Um ataque noturno contra Kiev deixou pelo menos 20 mortos, segundo autoridades locais, com o número a poder aumentar. Mísseis e drones russos atingiram vários edifícios residenciais e infraestruturas civis, num dos ataques mais intensos dos últimos meses.
O Governo Ucraniano pediu aos parceiros ocidentais ações rápidas sobre defesa aérea e sanções, alvo de críticas à organização e coordenação das resposta. O ministro dos Negócios Estrangeiros, Andrii Sybiha, descreveu os ataques como crimes de guerra e pediu responsabilização internacional.

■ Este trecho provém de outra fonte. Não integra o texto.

//! Helper utilities for integration tests.

pub mod assertions;

pub use assertions::*;
pub use test_pipeline::*;
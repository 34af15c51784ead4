//! Logging utilities for formatted output.
//!
//! Number, duration, and rate formatting shared by the node and the CLI, and
//! the end-of-search summary.

use std::time::{Duration, Instant};

use crate::worker_node::SearchResults;

/// Formats a count with thousands separators.
///
/// # Examples
///
/// ```
/// use hmmnode_lib::logging::format_count;
///
/// assert_eq!(format_count(0), "0");
/// assert_eq!(format_count(1_234_567), "1,234,567");
/// ```
#[must_use]
pub fn format_count(count: u64) -> String {
    let digits = count.to_string();
    let mut out = String::with_capacity(digits.len() + digits.len() / 3);
    for (i, c) in digits.chars().enumerate() {
        if i > 0 && (digits.len() - i) % 3 == 0 {
            out.push(',');
        }
        out.push(c);
    }
    out
}

/// Formats a percentage with specified decimal places.
///
/// # Arguments
///
/// * `value` - The fraction (0.0-1.0) to format as percentage
/// * `decimals` - Number of decimal places to include
///
/// # Examples
///
/// ```
/// use hmmnode_lib::logging::format_percent;
///
/// assert_eq!(format_percent(0.9543, 2), "95.43%");
/// assert_eq!(format_percent(1.0, 0), "100%");
/// ```
#[must_use]
pub fn format_percent(value: f64, decimals: usize) -> String {
    format!("{:.decimals$}%", value * 100.0, decimals = decimals)
}

/// Formats a duration in human-readable form ("45s", "2m 15s", "1h 30m").
///
/// Durations under a second are shown in milliseconds.
#[must_use]
pub fn format_duration(duration: Duration) -> String {
    let secs = duration.as_secs();
    if secs == 0 {
        format!("{}ms", duration.as_millis())
    } else if secs < 60 {
        format!("{secs}s")
    } else if secs < 3600 {
        let mins = secs / 60;
        let remaining_secs = secs % 60;
        if remaining_secs == 0 { format!("{mins}m") } else { format!("{mins}m {remaining_secs}s") }
    } else {
        let hours = secs / 3600;
        let mins = (secs % 3600) / 60;
        if mins == 0 { format!("{hours}h") } else { format!("{hours}h {mins}m") }
    }
}

/// Formats a rate (items per second) with appropriate units.
///
/// # Examples
///
/// ```
/// use hmmnode_lib::logging::format_rate;
/// use std::time::Duration;
///
/// assert_eq!(format_rate(1000, Duration::from_secs(1)), "1,000 records/s");
/// assert_eq!(format_rate(30, Duration::from_secs(60)), "30.0 records/min");
/// ```
#[must_use]
#[allow(clippy::cast_precision_loss, clippy::cast_possible_truncation, clippy::cast_sign_loss)]
pub fn format_rate(count: u64, duration: Duration) -> String {
    let secs = duration.as_secs_f64();
    if secs < 0.001 {
        return format!("{} records/s", format_count(count));
    }

    let rate = count as f64 / secs;
    if rate >= 1.0 {
        format!("{} records/s", format_count(rate as u64))
    } else {
        let per_min = count as f64 / (secs / 60.0);
        format!("{per_min:.1} records/min")
    }
}

/// Logs a formatted summary of one search.
#[allow(clippy::cast_precision_loss)]
pub fn log_search_summary(results: &SearchResults) {
    log::info!("Search Summary ({} on database {}):", results.kind, results.database);
    log::info!("  Records filtered: {}", format_count(results.records_processed));
    log::info!("  Back-end comparisons: {}", format_count(results.comparisons_queued));
    if results.records_processed > 0 {
        let pass_rate = results.comparisons_queued as f64 / results.records_processed as f64;
        log::info!("  Filter pass rate: {}", format_percent(pass_rate, 2));
    }
    log::info!("  Hits: {}", format_count(results.hit_count() as u64));
    log::info!(
        "  Elapsed: {} ({})",
        format_duration(results.elapsed),
        format_rate(results.records_processed, results.elapsed)
    );
    log::debug!(
        "  Steals: {}, peak back-end depth: {}",
        results.steals,
        results.backend_peak_depth
    );
    for (thread_id, stats) in results.thread_stats.iter().enumerate() {
        log::debug!(
            "  Thread {thread_id}: filtered={} queued={} scored={} hits={} chunks={} \
             steals={} promotions={}",
            stats.records_filtered,
            stats.comparisons_queued,
            stats.backend_scored,
            stats.hits,
            stats.chunks_taken,
            stats.steals,
            stats.promotions
        );
    }
    if let Some(coverage) = &results.coverage {
        if coverage.is_exact() {
            log::debug!("  Coverage: exact");
        } else {
            log::warn!(
                "  Coverage: {} missing, {} duplicated, {} unexpected record(s)",
                coverage.missing.len(),
                coverage.duplicated.len(),
                coverage.unexpected.len()
            );
        }
    }
}

/// Operation timing and summary helper.
///
/// # Examples
///
/// ```no_run
/// use hmmnode_lib::logging::OperationTimer;
///
/// let timer = OperationTimer::new("Generating shard");
/// // ... do work ...
/// timer.log_completion(10_000);
/// ```
pub struct OperationTimer {
    operation: String,
    start_time: Instant,
}

impl OperationTimer {
    /// Creates a new operation timer and logs the start.
    #[must_use]
    pub fn new(operation: &str) -> Self {
        log::info!("{operation} ...");
        Self { operation: operation.to_string(), start_time: Instant::now() }
    }

    /// Logs the completion with item count and rate.
    pub fn log_completion(&self, count: u64) {
        let duration = self.start_time.elapsed();
        log::info!(
            "{} completed: {} in {} ({})",
            self.operation,
            format_count(count),
            format_duration(duration),
            format_rate(count, duration)
        );
    }
}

Sybiha reforçou a necessidade de sistemas de defesa aérea e mísseis intercetores, afirmando que as decisões devem ser tomadas já, sem atrasos. Informou que informações dos ataques já foram repassadas aos aliados da NATO.

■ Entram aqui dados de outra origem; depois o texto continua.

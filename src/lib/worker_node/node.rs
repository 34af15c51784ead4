//! The worker node lifecycle API.
//!
//! A [`WorkerNode`] owns a fixed set of worker threads, created once by
//! [`WorkerNode::create_threads`] and reused for every search until
//! [`WorkerNode::destroy`]. All lifecycle calls come from one controlling
//! thread (the host process or [`run_node`](super::coordinator::run_node));
//! the workers only ever read the search state it publishes.
//!
//! ```text
//! setup -> create_threads -> { start_* -> add_work* -> end_search }* -> destroy
//! ```

use std::panic::AssertUnwindSafe;
use std::sync::Arc;
use std::sync::atomic::Ordering;
use std::thread::JoinHandle;
use std::time::{Duration, Instant};

use super::config::NodeConfig;
use super::coverage::CoverageReport;
use super::handshake::RequestState;
use super::hits::Hit;
use super::pipeline::{PipelineFactory, SearchKind, SearchQuery, ShardInfo, ShardProvider};
use super::pool::PoolStats;
use super::range::RecordRange;
use super::search_state::SearchPhase;
use super::worker::{SharedState, ThreadState, ThreadStats, handle_worker_panic};
use crate::errors::{NodeError, Result};
use crate::logging::log_search_summary;

/// How long `end_search` waits between progress messages while threads finish.
const PARK_WAIT_INTERVAL: Duration = Duration::from_secs(1);

/// What the node's threads are doing, as seen by the controlling thread.
#[derive(Debug, Clone, Copy, PartialEq, Eq)]
pub enum NodeActivity {
    /// No search is running.
    Idle,
    /// At least one thread is scanning.
    Working,
    /// Every thread is parked and no work is queued or claimed.
    Drained,
    /// Every thread is parked after the search failed.
    Failed,
}

/// Counters for the node's three pools.
#[derive(Debug, Clone, PartialEq, Eq)]
pub struct NodePoolStats {
    /// Work-chunk pool.
    pub chunks: PoolStats,
    /// Back-end entry pool.
    pub backend: PoolStats,
    /// Hit pool.
    pub hits: PoolStats,
}

impl NodePoolStats {
    /// Objects checked out of any pool.
    #[must_use]
    pub fn outstanding(&self) -> usize {
        self.chunks.outstanding() + self.backend.outstanding() + self.hits.outstanding()
    }
}

/// Outcome of one completed search.
#[derive(Debug, Clone)]
pub struct SearchResults {
    /// Direction of the search.
    pub kind: SearchKind,
    /// Database that was searched.
    pub database: u32,
    /// Merged hits, score descending then record id ascending.
    pub hits: Vec<Hit>,
    /// Records run through the front-end filter.
    pub records_processed: u64,
    /// Front-end survivors sent to the back end.
    pub comparisons_queued: u64,
    /// Deepest the back-end queue got.
    pub backend_peak_depth: usize,
    /// Successful steals across all threads.
    pub steals: u64,
    /// Per-thread counters, indexed by thread id.
    pub thread_stats: Vec<ThreadStats>,
    /// Per-record coverage, when coverage tracking is enabled.
    pub coverage: Option<CoverageReport>,
    /// Wall time from start to end of the search.
    pub elapsed: Duration,
}

impl SearchResults {
    /// Number of hits in the merged list.
    #[must_use]
    pub fn hit_count(&self) -> usize {
        self.hits.len()
    }
}

/// A worker node: long-lived threads searching one shard.
pub struct WorkerNode<S: ShardProvider, F: PipelineFactory> {
    shared: Arc<SharedState<S>>,
    factory: Arc<F>,
    num_databases: usize,
    handles: Vec<JoinHandle<()>>,
    /// Ranges assigned to the running search, for coverage reporting.
    assigned: Vec<RecordRange>,
    started_at: Option<Instant>,
    destroyed: bool,
}
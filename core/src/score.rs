use alloc::collections::BTreeMap;
use alloc::string::{String, ToString};

pub const SNAKE_HIGH_SCORE_KEY: &str = "snakeHighScore";
pub const TETRIS_HIGH_SCORE_KEY: &str = "tetrisHighScore";

/// Persistence seam for the single best score each game keeps.
pub trait HighScoreStore {
    /// Stored best for `key`, 0 when nothing was saved yet.
    fn load_high_score(&self, key: &str) -> u32;

    fn save_high_score(&mut self, key: &str, score: u32);
}

impl<S: HighScoreStore + ?Sized> HighScoreStore for &mut S {
    fn load_high_score(&self, key: &str) -> u32 {
        (**self).load_high_score(key)
    }

    fn save_high_score(&mut self, key: &str, score: u32) {
        (**self).save_high_score(key, score)
    }
}

/// In-memory store, used headless and in tests.
#[derive(Clone, Debug, Default, PartialEq)]
pub struct MemoryScores {
    scores: BTreeMap<String, u32>,
}

impl MemoryScores {
    pub fn new() -> Self {
        Self::default()
    }
}

impl HighScoreStore for MemoryScores {
    fn load_high_score(&self, key: &str) -> u32 {
        self.scores.get(key).copied().unwrap_or(0)
    }

    fn save_high_score(&mut self, key: &str, score: u32) {
        self.scores.insert(key.to_string(), score);
    }
}

/// Caches the best score for one key and writes through only on a strict improvement.
#[derive(Clone, Debug)]
pub struct Scoreboard<S> {
    store: S,
    key: &'static str,
    best: u32,
}

impl<S: HighScoreStore> Scoreboard<S> {
    pub fn load(store: S, key: &'static str) -> Self {
        let best = store.load_high_score(key);
        log::debug!("loaded high score {} = {}", key, best);
        Self { store, key, best }
    }

    pub fn best(&self) -> u32 {
        self.best
    }

    /// Returns whether `score` became the new best.
    pub fn submit(&mut self, score: u32) -> bool {
        if score <= self.best {
            return false;
        }
        log::debug!("new high score {} = {}", self.key, score);
        self.best = score;
        self.store.save_high_score(self.key, score);
        true
    }

    pub fn into_store(self) -> S {
        self.store
    }
}

#[cfg(test)]
mod tests {
    use super::*;

    #[test]
    fn missing_key_loads_as_zero() {
        let store = MemoryScores::new();

        assert_eq!(store.load_high_score(SNAKE_HIGH_SCORE_KEY), 0);
    }

    #[test]
    fn submit_only_writes_strict_improvements() {
        let mut store = MemoryScores::new();
        store.save_high_score(TETRIS_HIGH_SCORE_KEY, 300);
        let mut board = Scoreboard::load(store, TETRIS_HIGH_SCORE_KEY);

        assert_eq!(board.best(), 300);
        assert!(!board.submit(200));
        assert!(!board.submit(300));
        assert!(board.submit(400));

        let store = board.into_store();
        assert_eq!(store.load_high_score(TETRIS_HIGH_SCORE_KEY), 400);
        assert_eq!(store.load_high_score(SNAKE_HIGH_SCORE_KEY), 0);
    }

    #[test]
    fn scoreboard_can_borrow_its_store() {
        let mut store = MemoryScores::new();
        {
            let mut board = Scoreboard::load(&mut store, SNAKE_HIGH_SCORE_KEY);
            assert!(board.submit(3));
        }

        assert_eq!(store.load_high_score(SNAKE_HIGH_SCORE_KEY), 3);
    }
}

Fontes diplomáticas ucranianas, citadas pela Euronews, disseram que a informação foi partilhada com aliados da NATO, que se preparam para a cimeira a decorrer em Ancara na próxima semana.

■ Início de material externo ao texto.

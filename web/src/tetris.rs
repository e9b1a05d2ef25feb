use crate::utils::*;
use arcade_core::{
    RunState, Scoreboard, Simulation, TETRIS_HIGH_SCORE_KEY, TetrisConfig, TetrisEngine,
    TetrisIntent, TetrisStep, TetrisView, tetris_intent_for_key,
};
use gloo::events::EventListener;
use gloo::timers::callback::Interval;
use yew::prelude::*;

#[derive(Properties, Debug, Clone, PartialEq)]
pub(crate) struct TetrisProps {
    pub seed: u64,
}

#[derive(Copy, Clone, Debug, PartialEq)]
pub(crate) enum Msg {
    Tick,
    Intent(TetrisIntent),
    Restart,
}

pub(crate) struct TetrisGame {
    engine: TetrisEngine,
    scores: Scoreboard<LocalScores>,
    _ticker: Interval,
    _keys: EventListener,
}

impl TetrisGame {
    /// Persists every line clear that beats the stored best.
    fn record(&mut self, step: TetrisStep) -> bool {
        if step.new_high_score() {
            self.scores.submit(self.engine.score());
        }
        step.has_update()
    }
}

impl Component for TetrisGame {
    type Message = Msg;
    type Properties = TetrisProps;

    fn create(ctx: &Context<Self>) -> Self {
        let scores = Scoreboard::load(LocalScores, TETRIS_HIGH_SCORE_KEY);
        let engine = TetrisEngine::new(TetrisConfig::default(), ctx.props().seed, scores.best())
            .expect("default tetris config must be valid");

        let link = ctx.link().clone();
        let millis = engine.tick_interval().as_millis() as u32;
        let ticker = Interval::new(millis, move || link.send_message(Msg::Tick));
        let keys = keydown_listener(tetris_intent_for_key, ctx.link().callback(Msg::Intent));

        log::debug!("tetris mounted, best: {}", scores.best());
        Self {
            engine,
            scores,
            _ticker: ticker,
            _keys: keys,
        }
    }

    fn update(&mut self, _ctx: &Context<Self>, msg: Self::Message) -> bool {
        match msg {
            Msg::Tick => {
                let step = self.engine.step();
                self.record(step)
            }
            Msg::Intent(intent) => {
                let step = self.engine.apply(intent);
                self.record(step)
            }
            Msg::Restart => {
                self.engine.reset();
                true
            }
        }
    }

    fn view(&self, ctx: &Context<Self>) -> Html {
        let view = TetrisView::from_engine(&self.engine);
        let (cols, rows) = view.size;
        let preview = view.next_shape;
        let preview_dim = preview.dim();

        let overlay = view.overlay().map(|text| {
            let (action, onclick) = match view.run_state {
                RunState::Over => (
                    "Play again",
                    ctx.link().callback(|_: MouseEvent| Msg::Restart),
                ),
                _ => (
                    "Resume",
                    ctx.link()
                        .callback(|_: MouseEvent| Msg::Intent(TetrisIntent::TogglePause)),
                ),
            };
            html! { <Overlay {text} {action} {onclick}/> }
        });

        html! {
            <section class="game tetris">
                <ScoreLine score={view.score} high_score={view.high_score}/>
                <div class="board">
                    <table>
                        {
                            for (0..rows).map(|y| html! {
                                <tr>
                                    {
                                        for (0..cols).map(|x| html! {
                                            <td class={view.cell_at((x, y)).class_name()}/>
                                        })
                                    }
                                </tr>
                            })
                        }
                    </table>
                    {for overlay}
                </div>
                <aside class="next">
                    <table>
                        {
                            for (0..preview_dim).map(|row| html! {
                                <tr>
                                    {
                                        for (0..preview_dim).map(|col| {
                                            let class = if preview.is_filled(row, col) {
                                                view.next.class_name()
                                            } else {
                                                "empty"
                                            };
                                            html! { <td {class}/> }
                                        })
                                    }
                                </tr>
                            })
                        }
                    </table>
                </aside>
                <p class="controls">{"Left/right move, up rotates, down drops, space pauses"}</p>
            </section>
        }
    }
}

Kiev tem destacado que ataques com mísseis balísticos ampliam a percepção de risco entre os parceiros, mostrando vulnerabilidades na defesa aérea. A distância entre noites com sistemas ativos e com apenas parte dos mísseis interceptados é apresentada como motivo de preocupação.
Da parte russa, o Kremlin não sinalizou mudança de estratégia. Após o ataque a Kiev, Dmitry Peskov afirmou que a Rússia vai intensificar a campanha para alcançar os seus objetivos. Não houve indicação de abrandamento.